┌─ Provided data

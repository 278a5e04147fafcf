use serde::{Deserialize, Serialize};

use crate::event_sourcing::core::{DomainEvent, EventRegistry, Result};

// ============================================================================
// Household Events
// ============================================================================

#[derive(Serialize, Deserialize, Clone, Debug, PartialEq)]
#[serde(rename_all = "camelCase")]
pub struct HouseholdCreatedEvent {
    pub household_id: String,
    pub user_id: String,
    pub name: String,
}

impl DomainEvent for HouseholdCreatedEvent {
    const EVENT_TYPE: &'static str = "HouseholdCreatedEvent";
}

#[derive(Serialize, Deserialize, Clone, Debug, PartialEq)]
#[serde(rename_all = "camelCase")]
pub struct RoomAddedEvent {
    pub household_id: String,
    pub room_id: String,
    pub name: String,
}

impl DomainEvent for RoomAddedEvent {
    const EVENT_TYPE: &'static str = "RoomAddedEvent";
}

#[derive(Serialize, Deserialize, Clone, Debug, PartialEq)]
#[serde(rename_all = "camelCase")]
pub struct ItemAddedEvent {
    pub household_id: String,
    pub room_id: String,
    pub item_id: String,
    pub name: String,
    pub barcode: String,
    pub quantity: u32,
}

impl DomainEvent for ItemAddedEvent {
    const EVENT_TYPE: &'static str = "ItemAddedEvent";
}

#[derive(Serialize, Deserialize, Clone, Debug, PartialEq)]
#[serde(rename_all = "camelCase")]
pub struct ItemUpdatedEvent {
    pub household_id: String,
    pub room_id: String,
    pub item_id: String,
    pub name: String,
    pub barcode: String,
    pub quantity: u32,
}

impl DomainEvent for ItemUpdatedEvent {
    const EVENT_TYPE: &'static str = "ItemUpdatedEvent";
}

pub fn register_events(registry: &mut EventRegistry) -> Result<()> {
    registry.register::<HouseholdCreatedEvent>()?;
    registry.register::<RoomAddedEvent>()?;
    registry.register::<ItemAddedEvent>()?;
    registry.register::<ItemUpdatedEvent>()?;
    Ok(())
}

#[cfg(test)]
mod tests {
    use super::*;
    use crate::event_sourcing::core::{AggregateId, AggregateType, Event, EventData, EventType};
    use std::sync::Arc;

    fn registry() -> EventRegistry {
        let mut registry = EventRegistry::new();
        register_events(&mut registry).unwrap();
        registry
    }

    /// Marshal through the wire envelope and decode it back by tag.
    fn assert_round_trips<T: DomainEvent + PartialEq>(payload: T, version: u64) {
        let data: Arc<dyn EventData> = Arc::new(payload.clone());
        let event = Event::new(
            AggregateType::from("HouseholdAggregate"),
            AggregateId::from("0f8fad5b-d9cb-469f-a165-70867728950e"),
            data,
            1_700_000_000_123,
            version,
        );

        let decoded = registry().unmarshal_event(&event.marshal().unwrap()).unwrap();

        assert_eq!(decoded.event_type, EventType::from(T::EVENT_TYPE));
        assert_eq!(decoded.aggregate_type, event.aggregate_type);
        assert_eq!(decoded.aggregate_id, event.aggregate_id);
        assert_eq!(decoded.timestamp, event.timestamp);
        assert_eq!(decoded.version, version);
        assert_eq!(decoded.data.downcast_ref::<T>(), Some(&payload));
    }

    #[test]
    fn test_household_created_round_trips() {
        assert_round_trips(
            HouseholdCreatedEvent {
                household_id: "0f8fad5b-d9cb-469f-a165-70867728950e".to_string(),
                user_id: "7c9e6679-7425-40de-944b-e07fc1f90ae7".to_string(),
                name: "Lake House".to_string(),
            },
            1,
        );
    }

    #[test]
    fn test_room_added_round_trips() {
        assert_round_trips(
            RoomAddedEvent {
                household_id: "0f8fad5b-d9cb-469f-a165-70867728950e".to_string(),
                room_id: "r-1".to_string(),
                name: "Kitchen".to_string(),
            },
            2,
        );
    }

    #[test]
    fn test_item_added_round_trips() {
        assert_round_trips(
            ItemAddedEvent {
                household_id: "0f8fad5b-d9cb-469f-a165-70867728950e".to_string(),
                room_id: "r-1".to_string(),
                item_id: "i-1".to_string(),
                name: "Flour".to_string(),
                barcode: "".to_string(),
                quantity: 0,
            },
            3,
        );
    }

    #[test]
    fn test_item_updated_round_trips() {
        assert_round_trips(
            ItemUpdatedEvent {
                household_id: "0f8fad5b-d9cb-469f-a165-70867728950e".to_string(),
                room_id: "r-1".to_string(),
                item_id: "i-1".to_string(),
                name: "Bread flour".to_string(),
                barcode: "4006381333931".to_string(),
                quantity: 12,
            },
            4,
        );
    }

    #[test]
    fn test_item_added_decodes_by_tag() {
        let mut registry = EventRegistry::new();
        register_events(&mut registry).unwrap();

        let original = ItemAddedEvent {
            household_id: "h".to_string(),
            room_id: "r".to_string(),
            item_id: "i".to_string(),
            name: "Flour".to_string(),
            barcode: "4006381333931".to_string(),
            quantity: 2,
        };
        let json = serde_json::to_value(&original).unwrap();
        assert_eq!(json["itemId"], "i");

        let decoded = registry.decode(&EventType::from("ItemAddedEvent"), json).unwrap();
        assert_eq!(decoded.downcast_ref::<ItemAddedEvent>(), Some(&original));
    }

    #[test]
    fn test_registering_twice_fails() {
        let mut registry = EventRegistry::new();
        register_events(&mut registry).unwrap();
        assert!(register_events(&mut registry).is_err());
    }
}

└─

■ **Task directions**
The answer must be a single number: how many lines above contain the word "barcode".

■ **Task response**
5